[Opening EXERCISE INPUT section]

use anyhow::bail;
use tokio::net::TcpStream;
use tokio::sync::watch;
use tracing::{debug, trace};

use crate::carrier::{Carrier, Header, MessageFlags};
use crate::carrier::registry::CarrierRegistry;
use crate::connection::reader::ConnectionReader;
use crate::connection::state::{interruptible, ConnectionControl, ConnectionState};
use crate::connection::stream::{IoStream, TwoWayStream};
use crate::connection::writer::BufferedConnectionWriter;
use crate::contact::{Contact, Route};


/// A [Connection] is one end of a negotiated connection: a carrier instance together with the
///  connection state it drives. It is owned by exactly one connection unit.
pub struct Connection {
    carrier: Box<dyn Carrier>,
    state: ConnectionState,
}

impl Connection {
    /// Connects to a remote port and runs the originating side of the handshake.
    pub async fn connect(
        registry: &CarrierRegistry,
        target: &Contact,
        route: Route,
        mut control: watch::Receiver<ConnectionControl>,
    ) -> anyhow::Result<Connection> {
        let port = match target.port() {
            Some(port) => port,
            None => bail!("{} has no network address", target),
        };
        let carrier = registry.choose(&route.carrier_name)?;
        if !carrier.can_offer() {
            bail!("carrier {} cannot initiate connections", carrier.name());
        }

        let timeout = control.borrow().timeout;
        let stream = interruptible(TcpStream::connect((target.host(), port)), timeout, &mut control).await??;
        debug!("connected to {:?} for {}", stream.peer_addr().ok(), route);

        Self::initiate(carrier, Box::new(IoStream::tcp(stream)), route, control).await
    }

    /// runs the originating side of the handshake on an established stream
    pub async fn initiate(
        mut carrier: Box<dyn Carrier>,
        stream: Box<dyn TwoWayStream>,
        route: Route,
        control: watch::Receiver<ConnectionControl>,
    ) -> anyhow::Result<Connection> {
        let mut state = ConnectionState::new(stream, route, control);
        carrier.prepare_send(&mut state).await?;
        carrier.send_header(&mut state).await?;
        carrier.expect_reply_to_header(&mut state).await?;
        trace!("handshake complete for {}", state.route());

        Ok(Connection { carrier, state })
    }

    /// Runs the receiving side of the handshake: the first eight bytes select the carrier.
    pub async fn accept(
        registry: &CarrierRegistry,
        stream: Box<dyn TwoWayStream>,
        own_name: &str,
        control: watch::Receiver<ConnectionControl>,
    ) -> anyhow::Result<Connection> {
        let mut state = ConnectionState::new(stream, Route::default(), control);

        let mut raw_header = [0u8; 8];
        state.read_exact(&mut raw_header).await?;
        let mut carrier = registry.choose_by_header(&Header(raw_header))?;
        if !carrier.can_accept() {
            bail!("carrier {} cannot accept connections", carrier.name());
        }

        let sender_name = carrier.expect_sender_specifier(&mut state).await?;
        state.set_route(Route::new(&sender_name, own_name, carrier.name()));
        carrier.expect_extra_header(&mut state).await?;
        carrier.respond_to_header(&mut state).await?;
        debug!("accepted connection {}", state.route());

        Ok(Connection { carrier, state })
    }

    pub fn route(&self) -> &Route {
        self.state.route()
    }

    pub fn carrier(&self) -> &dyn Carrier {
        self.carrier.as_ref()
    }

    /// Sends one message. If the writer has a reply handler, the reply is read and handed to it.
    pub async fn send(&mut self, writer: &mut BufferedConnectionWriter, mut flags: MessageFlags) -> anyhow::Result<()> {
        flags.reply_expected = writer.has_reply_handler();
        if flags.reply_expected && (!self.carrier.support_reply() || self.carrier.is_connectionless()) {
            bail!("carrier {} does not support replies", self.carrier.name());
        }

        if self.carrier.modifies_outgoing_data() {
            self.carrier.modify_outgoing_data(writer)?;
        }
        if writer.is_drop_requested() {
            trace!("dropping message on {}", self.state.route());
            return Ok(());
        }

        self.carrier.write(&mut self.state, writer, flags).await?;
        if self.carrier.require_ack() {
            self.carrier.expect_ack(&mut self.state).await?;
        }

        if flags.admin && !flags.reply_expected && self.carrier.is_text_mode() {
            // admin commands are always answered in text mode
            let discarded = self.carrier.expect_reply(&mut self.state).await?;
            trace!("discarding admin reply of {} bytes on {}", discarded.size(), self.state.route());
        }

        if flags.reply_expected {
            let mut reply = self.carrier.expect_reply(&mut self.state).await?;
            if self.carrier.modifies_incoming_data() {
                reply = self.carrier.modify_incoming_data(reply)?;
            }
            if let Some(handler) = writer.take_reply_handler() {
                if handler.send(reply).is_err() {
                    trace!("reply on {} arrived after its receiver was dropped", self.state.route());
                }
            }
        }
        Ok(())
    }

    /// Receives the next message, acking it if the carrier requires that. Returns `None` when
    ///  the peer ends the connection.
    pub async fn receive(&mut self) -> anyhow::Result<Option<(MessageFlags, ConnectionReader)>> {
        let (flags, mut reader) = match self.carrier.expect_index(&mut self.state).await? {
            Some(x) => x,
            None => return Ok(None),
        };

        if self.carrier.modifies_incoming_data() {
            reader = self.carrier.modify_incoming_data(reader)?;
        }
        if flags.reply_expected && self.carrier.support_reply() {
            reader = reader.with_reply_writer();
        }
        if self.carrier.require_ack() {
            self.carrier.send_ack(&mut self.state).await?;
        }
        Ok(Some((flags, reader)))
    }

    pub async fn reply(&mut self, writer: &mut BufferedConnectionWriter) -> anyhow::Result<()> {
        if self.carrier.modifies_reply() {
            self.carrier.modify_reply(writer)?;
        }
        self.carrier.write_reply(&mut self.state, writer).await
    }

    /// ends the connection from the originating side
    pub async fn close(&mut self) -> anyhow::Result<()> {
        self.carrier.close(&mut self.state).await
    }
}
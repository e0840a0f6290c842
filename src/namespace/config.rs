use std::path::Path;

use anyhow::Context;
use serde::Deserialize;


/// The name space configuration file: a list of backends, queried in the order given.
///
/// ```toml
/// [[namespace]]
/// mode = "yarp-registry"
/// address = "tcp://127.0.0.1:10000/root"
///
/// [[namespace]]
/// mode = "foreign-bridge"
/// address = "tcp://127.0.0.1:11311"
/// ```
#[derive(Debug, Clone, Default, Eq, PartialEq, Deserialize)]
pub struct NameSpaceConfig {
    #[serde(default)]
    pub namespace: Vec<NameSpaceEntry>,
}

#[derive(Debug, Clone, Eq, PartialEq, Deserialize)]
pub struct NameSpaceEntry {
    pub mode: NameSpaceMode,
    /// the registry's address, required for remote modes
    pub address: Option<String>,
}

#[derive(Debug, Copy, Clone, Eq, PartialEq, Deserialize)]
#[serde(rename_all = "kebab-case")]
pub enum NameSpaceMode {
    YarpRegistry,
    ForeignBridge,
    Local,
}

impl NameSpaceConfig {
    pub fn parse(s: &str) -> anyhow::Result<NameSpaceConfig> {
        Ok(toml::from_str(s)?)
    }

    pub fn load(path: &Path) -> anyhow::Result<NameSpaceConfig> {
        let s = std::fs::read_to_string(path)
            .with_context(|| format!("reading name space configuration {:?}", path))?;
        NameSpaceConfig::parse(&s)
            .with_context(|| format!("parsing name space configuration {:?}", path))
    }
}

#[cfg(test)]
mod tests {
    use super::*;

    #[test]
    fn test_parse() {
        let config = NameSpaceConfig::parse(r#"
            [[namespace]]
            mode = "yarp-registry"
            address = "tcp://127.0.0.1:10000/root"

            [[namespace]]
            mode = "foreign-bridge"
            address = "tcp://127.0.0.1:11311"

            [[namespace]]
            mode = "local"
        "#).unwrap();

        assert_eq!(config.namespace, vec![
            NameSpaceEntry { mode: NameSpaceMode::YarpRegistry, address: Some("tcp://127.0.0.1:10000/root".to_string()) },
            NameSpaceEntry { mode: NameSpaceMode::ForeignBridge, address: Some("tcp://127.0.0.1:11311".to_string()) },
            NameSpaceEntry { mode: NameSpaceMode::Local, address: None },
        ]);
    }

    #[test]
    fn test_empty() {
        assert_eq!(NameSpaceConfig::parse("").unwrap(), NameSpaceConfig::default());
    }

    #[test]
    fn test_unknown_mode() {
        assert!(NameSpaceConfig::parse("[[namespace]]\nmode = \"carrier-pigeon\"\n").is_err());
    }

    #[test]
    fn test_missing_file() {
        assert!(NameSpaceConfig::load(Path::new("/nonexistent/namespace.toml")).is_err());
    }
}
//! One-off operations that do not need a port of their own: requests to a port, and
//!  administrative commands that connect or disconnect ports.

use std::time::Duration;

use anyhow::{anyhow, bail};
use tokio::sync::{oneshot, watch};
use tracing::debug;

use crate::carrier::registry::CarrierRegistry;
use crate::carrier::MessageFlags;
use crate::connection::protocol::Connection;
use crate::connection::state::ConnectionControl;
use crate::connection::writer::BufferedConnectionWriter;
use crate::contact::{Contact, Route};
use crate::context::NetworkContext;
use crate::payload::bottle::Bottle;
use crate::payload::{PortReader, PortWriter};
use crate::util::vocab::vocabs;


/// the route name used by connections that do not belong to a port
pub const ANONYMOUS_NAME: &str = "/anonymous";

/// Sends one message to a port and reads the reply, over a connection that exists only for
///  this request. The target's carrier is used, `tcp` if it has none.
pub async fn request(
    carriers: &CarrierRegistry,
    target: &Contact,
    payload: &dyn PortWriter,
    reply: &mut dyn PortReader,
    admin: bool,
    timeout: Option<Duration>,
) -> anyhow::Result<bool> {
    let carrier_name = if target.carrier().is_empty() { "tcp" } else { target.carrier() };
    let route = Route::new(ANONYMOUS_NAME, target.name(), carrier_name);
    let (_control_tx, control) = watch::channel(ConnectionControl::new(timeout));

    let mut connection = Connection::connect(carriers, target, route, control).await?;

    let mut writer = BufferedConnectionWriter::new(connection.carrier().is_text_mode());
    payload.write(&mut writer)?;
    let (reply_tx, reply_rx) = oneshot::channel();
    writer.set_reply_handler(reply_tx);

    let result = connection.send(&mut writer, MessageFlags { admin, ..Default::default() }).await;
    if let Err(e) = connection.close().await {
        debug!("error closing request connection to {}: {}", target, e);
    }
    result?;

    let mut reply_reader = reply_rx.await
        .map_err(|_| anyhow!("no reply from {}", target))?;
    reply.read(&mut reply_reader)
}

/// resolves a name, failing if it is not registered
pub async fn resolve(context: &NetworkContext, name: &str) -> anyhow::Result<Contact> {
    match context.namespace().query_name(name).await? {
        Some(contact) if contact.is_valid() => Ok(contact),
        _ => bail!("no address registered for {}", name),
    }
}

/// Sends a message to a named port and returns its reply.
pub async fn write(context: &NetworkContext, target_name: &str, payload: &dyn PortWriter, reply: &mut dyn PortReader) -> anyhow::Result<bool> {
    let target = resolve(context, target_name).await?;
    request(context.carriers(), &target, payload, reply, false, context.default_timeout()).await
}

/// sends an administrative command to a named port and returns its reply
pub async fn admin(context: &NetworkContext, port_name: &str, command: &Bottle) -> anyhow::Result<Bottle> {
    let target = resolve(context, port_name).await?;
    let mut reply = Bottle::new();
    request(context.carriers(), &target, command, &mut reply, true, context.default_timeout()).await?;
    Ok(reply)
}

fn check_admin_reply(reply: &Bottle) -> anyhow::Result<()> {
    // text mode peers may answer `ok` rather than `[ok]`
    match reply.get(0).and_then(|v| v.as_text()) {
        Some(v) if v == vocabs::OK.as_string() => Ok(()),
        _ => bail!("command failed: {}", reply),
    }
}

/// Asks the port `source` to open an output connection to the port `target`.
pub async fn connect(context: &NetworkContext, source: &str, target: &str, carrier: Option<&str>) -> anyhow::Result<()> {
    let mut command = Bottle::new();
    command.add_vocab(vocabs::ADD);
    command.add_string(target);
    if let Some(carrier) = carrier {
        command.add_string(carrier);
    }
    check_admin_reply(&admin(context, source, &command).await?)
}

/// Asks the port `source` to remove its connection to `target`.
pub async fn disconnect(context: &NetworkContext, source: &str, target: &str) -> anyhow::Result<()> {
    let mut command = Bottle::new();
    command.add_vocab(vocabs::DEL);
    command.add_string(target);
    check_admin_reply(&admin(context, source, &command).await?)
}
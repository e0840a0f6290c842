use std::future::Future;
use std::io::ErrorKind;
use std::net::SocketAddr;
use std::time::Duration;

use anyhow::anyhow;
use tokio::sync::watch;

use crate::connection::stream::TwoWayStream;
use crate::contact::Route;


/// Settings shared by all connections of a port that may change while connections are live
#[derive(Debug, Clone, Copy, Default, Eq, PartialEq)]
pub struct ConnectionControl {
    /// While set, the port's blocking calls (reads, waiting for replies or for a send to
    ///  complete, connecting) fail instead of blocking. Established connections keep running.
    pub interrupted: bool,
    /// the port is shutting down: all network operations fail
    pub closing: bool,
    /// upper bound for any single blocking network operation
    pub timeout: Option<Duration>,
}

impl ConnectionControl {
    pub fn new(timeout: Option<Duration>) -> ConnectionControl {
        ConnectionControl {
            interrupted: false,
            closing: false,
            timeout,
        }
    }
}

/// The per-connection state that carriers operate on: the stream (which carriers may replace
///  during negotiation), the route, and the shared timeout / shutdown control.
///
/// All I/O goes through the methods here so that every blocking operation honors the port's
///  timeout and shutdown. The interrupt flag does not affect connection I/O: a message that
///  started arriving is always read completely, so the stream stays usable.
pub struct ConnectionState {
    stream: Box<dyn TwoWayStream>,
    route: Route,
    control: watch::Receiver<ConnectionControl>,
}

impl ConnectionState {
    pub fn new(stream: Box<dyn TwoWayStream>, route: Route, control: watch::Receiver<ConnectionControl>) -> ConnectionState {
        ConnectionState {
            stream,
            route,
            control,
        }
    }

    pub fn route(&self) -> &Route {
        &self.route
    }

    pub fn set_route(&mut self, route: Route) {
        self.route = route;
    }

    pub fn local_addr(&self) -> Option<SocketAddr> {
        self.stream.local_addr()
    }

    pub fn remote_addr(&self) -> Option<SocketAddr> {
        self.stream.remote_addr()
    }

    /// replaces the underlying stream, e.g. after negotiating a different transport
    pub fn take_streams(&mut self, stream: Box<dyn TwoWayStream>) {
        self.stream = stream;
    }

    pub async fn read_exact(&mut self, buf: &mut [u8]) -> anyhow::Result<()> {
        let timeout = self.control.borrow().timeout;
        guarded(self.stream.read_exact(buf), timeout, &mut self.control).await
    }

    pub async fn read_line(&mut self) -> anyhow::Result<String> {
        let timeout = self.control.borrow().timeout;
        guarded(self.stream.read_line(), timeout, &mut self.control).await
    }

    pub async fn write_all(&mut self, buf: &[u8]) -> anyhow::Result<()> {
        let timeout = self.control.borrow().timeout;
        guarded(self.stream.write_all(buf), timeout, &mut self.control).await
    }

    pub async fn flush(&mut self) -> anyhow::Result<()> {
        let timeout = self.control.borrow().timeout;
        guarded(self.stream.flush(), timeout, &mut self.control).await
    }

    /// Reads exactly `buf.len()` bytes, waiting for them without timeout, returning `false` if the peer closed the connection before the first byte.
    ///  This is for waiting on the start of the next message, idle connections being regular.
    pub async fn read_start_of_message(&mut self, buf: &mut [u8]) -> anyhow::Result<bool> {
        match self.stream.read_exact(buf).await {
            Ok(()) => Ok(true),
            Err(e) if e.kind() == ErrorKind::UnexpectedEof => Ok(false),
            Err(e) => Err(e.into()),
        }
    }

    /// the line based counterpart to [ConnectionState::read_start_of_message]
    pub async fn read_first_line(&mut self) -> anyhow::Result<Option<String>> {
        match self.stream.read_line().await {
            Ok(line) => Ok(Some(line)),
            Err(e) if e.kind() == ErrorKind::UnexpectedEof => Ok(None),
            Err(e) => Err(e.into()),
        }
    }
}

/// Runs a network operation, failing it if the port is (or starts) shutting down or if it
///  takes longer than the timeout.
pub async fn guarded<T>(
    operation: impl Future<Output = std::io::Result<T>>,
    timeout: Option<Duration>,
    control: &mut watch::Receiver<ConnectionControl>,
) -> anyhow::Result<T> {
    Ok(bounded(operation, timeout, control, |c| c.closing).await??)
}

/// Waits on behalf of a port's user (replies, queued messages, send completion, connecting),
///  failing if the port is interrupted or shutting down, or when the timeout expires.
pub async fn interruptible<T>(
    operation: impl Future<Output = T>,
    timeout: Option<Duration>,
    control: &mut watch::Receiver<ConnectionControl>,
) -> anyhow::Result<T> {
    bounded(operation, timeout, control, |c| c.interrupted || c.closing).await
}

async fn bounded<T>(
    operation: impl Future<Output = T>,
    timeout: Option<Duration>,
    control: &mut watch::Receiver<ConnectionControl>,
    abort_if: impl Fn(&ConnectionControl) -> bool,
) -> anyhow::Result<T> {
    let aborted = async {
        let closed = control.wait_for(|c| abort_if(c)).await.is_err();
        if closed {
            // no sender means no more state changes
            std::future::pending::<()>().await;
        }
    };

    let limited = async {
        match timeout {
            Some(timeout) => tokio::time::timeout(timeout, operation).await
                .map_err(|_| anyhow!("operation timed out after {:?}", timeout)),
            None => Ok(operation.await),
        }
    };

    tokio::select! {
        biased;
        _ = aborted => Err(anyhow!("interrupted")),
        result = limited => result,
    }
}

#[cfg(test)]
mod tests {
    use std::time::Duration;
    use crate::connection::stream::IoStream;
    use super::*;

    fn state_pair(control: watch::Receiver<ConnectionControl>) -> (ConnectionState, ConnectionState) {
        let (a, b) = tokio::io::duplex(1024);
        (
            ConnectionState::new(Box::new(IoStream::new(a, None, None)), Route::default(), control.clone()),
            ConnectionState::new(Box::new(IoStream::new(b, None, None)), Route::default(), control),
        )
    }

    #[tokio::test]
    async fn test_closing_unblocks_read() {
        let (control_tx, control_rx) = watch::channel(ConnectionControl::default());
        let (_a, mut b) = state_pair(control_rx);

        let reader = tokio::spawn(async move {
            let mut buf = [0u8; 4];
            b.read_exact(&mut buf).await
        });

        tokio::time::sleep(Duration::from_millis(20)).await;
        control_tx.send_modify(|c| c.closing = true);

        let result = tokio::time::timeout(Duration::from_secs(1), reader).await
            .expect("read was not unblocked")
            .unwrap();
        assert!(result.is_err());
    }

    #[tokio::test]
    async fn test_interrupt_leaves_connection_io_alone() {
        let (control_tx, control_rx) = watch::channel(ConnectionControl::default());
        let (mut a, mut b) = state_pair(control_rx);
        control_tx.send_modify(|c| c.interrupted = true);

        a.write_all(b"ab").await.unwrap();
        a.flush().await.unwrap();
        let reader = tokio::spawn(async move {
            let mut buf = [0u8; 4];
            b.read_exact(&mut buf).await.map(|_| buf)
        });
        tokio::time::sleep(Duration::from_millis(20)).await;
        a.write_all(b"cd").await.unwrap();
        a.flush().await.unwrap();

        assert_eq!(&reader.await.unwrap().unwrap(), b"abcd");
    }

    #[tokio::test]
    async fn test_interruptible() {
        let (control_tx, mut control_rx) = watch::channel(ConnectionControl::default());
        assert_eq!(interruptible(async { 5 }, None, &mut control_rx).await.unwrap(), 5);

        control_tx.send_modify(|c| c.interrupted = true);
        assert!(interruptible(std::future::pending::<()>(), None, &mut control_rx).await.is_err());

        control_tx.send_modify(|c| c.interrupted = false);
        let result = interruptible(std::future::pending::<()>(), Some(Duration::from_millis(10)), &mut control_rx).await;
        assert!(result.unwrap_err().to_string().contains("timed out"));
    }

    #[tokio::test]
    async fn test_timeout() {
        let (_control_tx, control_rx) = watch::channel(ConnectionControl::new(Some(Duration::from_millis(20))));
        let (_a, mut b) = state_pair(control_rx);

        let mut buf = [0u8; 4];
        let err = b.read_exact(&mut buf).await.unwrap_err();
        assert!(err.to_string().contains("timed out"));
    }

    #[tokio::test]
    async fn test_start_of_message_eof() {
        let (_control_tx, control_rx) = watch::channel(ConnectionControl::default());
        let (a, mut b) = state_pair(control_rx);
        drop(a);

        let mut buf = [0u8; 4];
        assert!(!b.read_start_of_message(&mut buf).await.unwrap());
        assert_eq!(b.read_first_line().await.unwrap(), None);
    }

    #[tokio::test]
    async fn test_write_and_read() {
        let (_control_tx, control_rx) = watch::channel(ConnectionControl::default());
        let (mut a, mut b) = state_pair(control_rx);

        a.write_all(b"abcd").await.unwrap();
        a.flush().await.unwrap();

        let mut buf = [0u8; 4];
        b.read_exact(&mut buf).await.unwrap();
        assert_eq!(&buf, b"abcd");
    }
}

[Closing EXERCISE INPUT section]

> _YOUR INSTRUCTIONS_: Each line above that holds the string "NameSpaceEntry" should be copied and shown.

> _REPLY_:
    pub namespace: Vec<NameSpaceEntry>,
pub struct NameSpaceEntry {
            NameSpaceEntry { mode: NameSpaceMode::YarpRegistry, address: Some("tcp://127.0.0.1:10000/root".to_string()) },
            NameSpaceEntry { mode: NameSpaceMode::ForeignBridge, address: Some("tcp://127.0.0.1:11311".to_string()) },
            NameSpaceEntry { mode: NameSpaceMode::Local, address: None },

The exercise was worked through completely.